## REQUIRED WORK
Scan the records below for the word "controller". Copy each line where it appears.

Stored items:
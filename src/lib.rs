// Clippy rules to disable.
#![allow(clippy::new_without_default)]

pub mod controller;
pub mod cpu;
pub mod error;
pub mod memory;
pub mod opcodes;
pub mod ops;
pub mod status;
pub mod trace;

pub use controller::Controller;
pub use cpu::Cpu;
pub use error::CpuError;
pub use trace::StepResult;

## OUTPUT OF THE TASK
pub mod controller;
pub use controller::Controller;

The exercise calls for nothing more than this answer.